───── Dataset content ─────

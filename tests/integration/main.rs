//! Integration tests for dcg

mod cli_tests;
mod pack_tests;
mod safe_path_tests;
//! Pattern model and the compiled pattern registry
//!
//! A [`PatternRegistry`] is assembled once per process from the core set plus
//! any extension packs, then shared read-only across evaluations.

pub mod base;
pub mod pack;
pub mod packs;

use std::cmp::Ordering;
use std::fmt;

use regex::RegexSet;
use serde::{Deserialize, Serialize};

pub use pack::{PackDefinition, PackError, PatternDef, RegistryBuilder};

/// What the caller should do when a pattern wins the verdict.
#[derive(Debug, Clone, Copy, PartialEq, Eq, Hash, Serialize, Deserialize)]
#[serde(rename_all = "UPPERCASE")]
pub enum Action {
    #[serde(alias = "block")]
    Block,
    #[serde(alias = "warn")]
    Warn,
}

impl Action {
    pub fn as_str(&self) -> &'static str {
        match self {
            Action::Block => "BLOCK",
            Action::Warn => "WARN",
        }
    }
}

impl fmt::Display for Action {
    fn fmt(&self, f: &mut fmt::Formatter<'_>) -> fmt::Result {
        f.write_str(self.as_str())
    }
}

/// Severity of a pattern. Ordered by [`Severity::score`], so
/// `Critical > High > Medium > Low`.
#[derive(Debug, Clone, Copy, PartialEq, Eq, Hash, Serialize, Deserialize)]
#[serde(rename_all = "UPPERCASE")]
pub enum Severity {
    #[serde(alias = "critical")]
    Critical,
    #[serde(alias = "high")]
    High,
    #[serde(alias = "medium")]
    Medium,
    #[serde(alias = "low")]
    Low,
}

impl Severity {
    /// Numeric score used for ranking matches.
    pub const fn score(&self) -> u8 {
        match self {
            Severity::Critical => 100,
            Severity::High => 75,
            Severity::Medium => 50,
            Severity::Low => 25,
        }
    }

    pub fn as_str(&self) -> &'static str {
        match self {
            Severity::Critical => "CRITICAL",
            Severity::High => "HIGH",
            Severity::Medium => "MEDIUM",
            Severity::Low => "LOW",
        }
    }
}

impl Ord for Severity {
    fn cmp(&self, other: &Self) -> Ordering {
        self.score().cmp(&other.score())
    }
}

impl PartialOrd for Severity {
    fn partial_cmp(&self, other: &Self) -> Option<Ordering> {
        Some(self.cmp(other))
    }
}

impl fmt::Display for Severity {
    fn fmt(&self, f: &mut fmt::Formatter<'_>) -> fmt::Result {
        f.write_str(self.as_str())
    }
}

/// A built-in rule definition, kept as a `const` table entry.
#[derive(Debug, Clone)]
pub struct Rule {
    /// Unique identifier for this rule
    pub id: &'static str,

    /// Regex pattern to match against a segment
    pub pattern: &'static str,

    pub action: Action,

    pub severity: Severity,

    /// Human-readable reason shown to the agent
    pub message: &'static str,
}

impl Rule {
    /// Create a new rule
    pub const fn new(
        id: &'static str,
        pattern: &'static str,
        action: Action,
        severity: Severity,
        message: &'static str,
    ) -> Self {
        Self {
            id,
            pattern,
            action,
            severity,
            message,
        }
    }
}

/// A validated pattern record held by the registry.
#[derive(Debug, Clone, PartialEq, Eq)]
pub struct Pattern {
    pub id: String,
    pub regex: String,
    pub action: Action,
    pub severity: Severity,
    pub message: String,
    /// Name of the pack that registered this pattern
    pub pack: String,
}

impl Pattern {
    /// Whether this pattern belongs to the filesystem-deletion family,
    /// which is eligible for the safe-path exemption.
    pub fn is_filesystem_deletion(&self) -> bool {
        self.id.starts_with(FS_PATTERN_PREFIX)
    }
}

/// Id prefix of the filesystem-deletion family.
pub const FS_PATTERN_PREFIX: &str = "fs_";

/// Immutable, precompiled pattern collection.
///
/// All regexes live in a single [`RegexSet`] built with the linear-time
/// `regex` engine; a match reports every pattern index at once.
#[derive(Debug, Clone)]
pub struct PatternRegistry {
    patterns: Vec<Pattern>,
    set: RegexSet,
}

impl PatternRegistry {
    pub(crate) fn from_parts(patterns: Vec<Pattern>, set: RegexSet) -> Self {
        Self { patterns, set }
    }

    /// A registry with no patterns; every command evaluates to ALLOW.
    pub fn empty() -> Self {
        Self {
            patterns: Vec::new(),
            set: RegexSet::empty(),
        }
    }

    /// The always-present core set only.
    pub fn core() -> Self {
        RegistryBuilder::new()
            .with_core()
            .build()
            .unwrap_or_else(|e| {
                tracing::error!(error = %e, "core pattern set failed to compile");
                Self::empty()
            })
    }

    /// Patterns whose regex matches `text`, in registration order.
    pub fn matching<'a>(&'a self, text: &str) -> impl Iterator<Item = &'a Pattern> + 'a {
        let hits: Vec<usize> = self.set.matches(text).into_iter().collect();
        hits.into_iter().map(move |idx| &self.patterns[idx])
    }

    pub fn get(&self, id: &str) -> Option<&Pattern> {
        self.patterns.iter().find(|p| p.id == id)
    }

    pub fn iter(&self) -> impl Iterator<Item = &Pattern> {
        self.patterns.iter()
    }

    pub fn len(&self) -> usize {
        self.patterns.len()
    }

    pub fn is_empty(&self) -> bool {
        self.patterns.is_empty()
    }
}

impl Default for PatternRegistry {
    fn default() -> Self {
        Self::core()
    }
}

─────

Exercise goal
Search the records above for the string "packs". Copy every line that contains it.

Result
//! any extension packs, then shared read-only across evaluations.
pub mod packs;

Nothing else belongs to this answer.